## Problem:
Your answer should be the lines of the listing that contain the word "KeepAlive".

**** Data section ****

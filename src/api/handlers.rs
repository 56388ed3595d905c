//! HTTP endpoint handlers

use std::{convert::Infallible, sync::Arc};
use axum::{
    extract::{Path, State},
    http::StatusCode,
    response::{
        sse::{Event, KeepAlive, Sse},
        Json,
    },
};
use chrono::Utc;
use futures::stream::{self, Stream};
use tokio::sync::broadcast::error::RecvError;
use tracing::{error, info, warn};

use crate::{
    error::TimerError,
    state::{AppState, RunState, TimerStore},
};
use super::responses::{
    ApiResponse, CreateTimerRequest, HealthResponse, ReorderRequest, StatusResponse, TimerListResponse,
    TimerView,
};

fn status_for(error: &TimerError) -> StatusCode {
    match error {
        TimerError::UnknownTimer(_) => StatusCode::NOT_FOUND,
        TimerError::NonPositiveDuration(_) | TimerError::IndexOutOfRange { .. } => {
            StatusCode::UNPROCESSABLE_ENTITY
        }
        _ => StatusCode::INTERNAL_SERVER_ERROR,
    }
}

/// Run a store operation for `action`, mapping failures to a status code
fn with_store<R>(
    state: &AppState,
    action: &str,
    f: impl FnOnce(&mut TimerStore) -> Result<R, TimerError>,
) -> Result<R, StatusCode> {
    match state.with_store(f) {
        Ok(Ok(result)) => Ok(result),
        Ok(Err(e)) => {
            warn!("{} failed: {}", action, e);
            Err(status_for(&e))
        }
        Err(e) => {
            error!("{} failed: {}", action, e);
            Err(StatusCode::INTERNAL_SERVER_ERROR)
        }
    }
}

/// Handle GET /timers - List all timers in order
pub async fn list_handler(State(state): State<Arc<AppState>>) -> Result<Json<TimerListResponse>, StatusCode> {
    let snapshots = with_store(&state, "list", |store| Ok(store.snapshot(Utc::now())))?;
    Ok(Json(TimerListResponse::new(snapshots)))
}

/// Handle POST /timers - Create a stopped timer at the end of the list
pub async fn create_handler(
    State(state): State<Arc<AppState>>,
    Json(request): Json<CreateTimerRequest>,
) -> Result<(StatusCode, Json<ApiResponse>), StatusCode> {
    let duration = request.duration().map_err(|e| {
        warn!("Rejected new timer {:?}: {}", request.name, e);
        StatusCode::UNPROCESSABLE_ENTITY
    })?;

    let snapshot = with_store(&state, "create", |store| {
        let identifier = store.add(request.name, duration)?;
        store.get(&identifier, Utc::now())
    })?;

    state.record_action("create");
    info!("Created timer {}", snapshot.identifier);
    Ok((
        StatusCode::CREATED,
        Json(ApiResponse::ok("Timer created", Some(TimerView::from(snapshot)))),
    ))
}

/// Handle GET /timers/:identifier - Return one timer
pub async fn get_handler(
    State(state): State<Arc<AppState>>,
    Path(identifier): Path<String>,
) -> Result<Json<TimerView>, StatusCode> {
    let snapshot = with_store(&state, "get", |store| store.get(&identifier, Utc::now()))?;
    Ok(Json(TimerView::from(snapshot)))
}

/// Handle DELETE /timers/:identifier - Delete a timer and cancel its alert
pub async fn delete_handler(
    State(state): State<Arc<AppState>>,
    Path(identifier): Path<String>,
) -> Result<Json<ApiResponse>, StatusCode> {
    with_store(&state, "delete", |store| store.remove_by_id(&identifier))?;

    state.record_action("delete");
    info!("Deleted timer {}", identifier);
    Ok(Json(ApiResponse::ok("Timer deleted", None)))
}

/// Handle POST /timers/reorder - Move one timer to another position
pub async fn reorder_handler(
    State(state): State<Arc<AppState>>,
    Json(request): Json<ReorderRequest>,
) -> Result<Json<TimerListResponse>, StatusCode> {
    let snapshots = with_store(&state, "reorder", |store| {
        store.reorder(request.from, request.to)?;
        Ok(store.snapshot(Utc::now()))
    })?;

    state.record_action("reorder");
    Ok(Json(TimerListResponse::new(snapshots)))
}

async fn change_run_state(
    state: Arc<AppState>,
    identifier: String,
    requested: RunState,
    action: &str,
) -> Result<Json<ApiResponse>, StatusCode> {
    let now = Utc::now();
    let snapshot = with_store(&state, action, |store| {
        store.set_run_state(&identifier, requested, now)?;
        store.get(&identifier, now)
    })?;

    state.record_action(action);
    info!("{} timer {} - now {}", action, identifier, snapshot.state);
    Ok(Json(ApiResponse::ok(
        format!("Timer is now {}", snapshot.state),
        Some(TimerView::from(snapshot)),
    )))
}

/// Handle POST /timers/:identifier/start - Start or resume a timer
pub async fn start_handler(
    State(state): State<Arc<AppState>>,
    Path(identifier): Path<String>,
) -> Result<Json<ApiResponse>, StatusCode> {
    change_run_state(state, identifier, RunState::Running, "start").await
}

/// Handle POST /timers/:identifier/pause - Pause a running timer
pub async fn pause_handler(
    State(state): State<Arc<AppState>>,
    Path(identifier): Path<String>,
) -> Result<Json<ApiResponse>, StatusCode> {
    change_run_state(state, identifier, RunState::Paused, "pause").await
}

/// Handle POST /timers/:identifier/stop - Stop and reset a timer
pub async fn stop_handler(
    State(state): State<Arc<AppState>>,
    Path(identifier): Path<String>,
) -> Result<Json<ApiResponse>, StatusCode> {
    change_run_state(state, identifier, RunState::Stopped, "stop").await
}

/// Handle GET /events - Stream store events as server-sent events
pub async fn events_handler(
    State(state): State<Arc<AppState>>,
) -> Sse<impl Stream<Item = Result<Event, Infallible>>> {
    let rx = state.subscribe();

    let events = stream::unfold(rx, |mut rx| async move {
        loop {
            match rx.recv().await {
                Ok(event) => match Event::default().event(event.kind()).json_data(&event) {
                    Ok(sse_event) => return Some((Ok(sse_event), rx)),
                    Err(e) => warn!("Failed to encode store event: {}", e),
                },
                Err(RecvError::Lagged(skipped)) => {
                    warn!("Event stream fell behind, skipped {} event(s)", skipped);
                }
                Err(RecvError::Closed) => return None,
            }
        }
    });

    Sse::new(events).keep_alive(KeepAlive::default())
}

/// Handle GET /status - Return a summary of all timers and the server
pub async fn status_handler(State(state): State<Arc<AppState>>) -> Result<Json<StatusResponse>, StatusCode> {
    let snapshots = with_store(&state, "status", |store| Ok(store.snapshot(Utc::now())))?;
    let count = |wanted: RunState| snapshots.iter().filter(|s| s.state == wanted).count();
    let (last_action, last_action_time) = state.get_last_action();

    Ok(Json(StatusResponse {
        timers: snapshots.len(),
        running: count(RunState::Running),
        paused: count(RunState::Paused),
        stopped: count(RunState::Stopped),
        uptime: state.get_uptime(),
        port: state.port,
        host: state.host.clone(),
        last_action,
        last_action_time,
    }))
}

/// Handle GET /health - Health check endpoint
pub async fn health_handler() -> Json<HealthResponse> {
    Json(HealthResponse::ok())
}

****

## Reply to the task:
        sse::{Event, KeepAlive, Sse},
    Sse::new(events).keep_alive(KeepAlive::default())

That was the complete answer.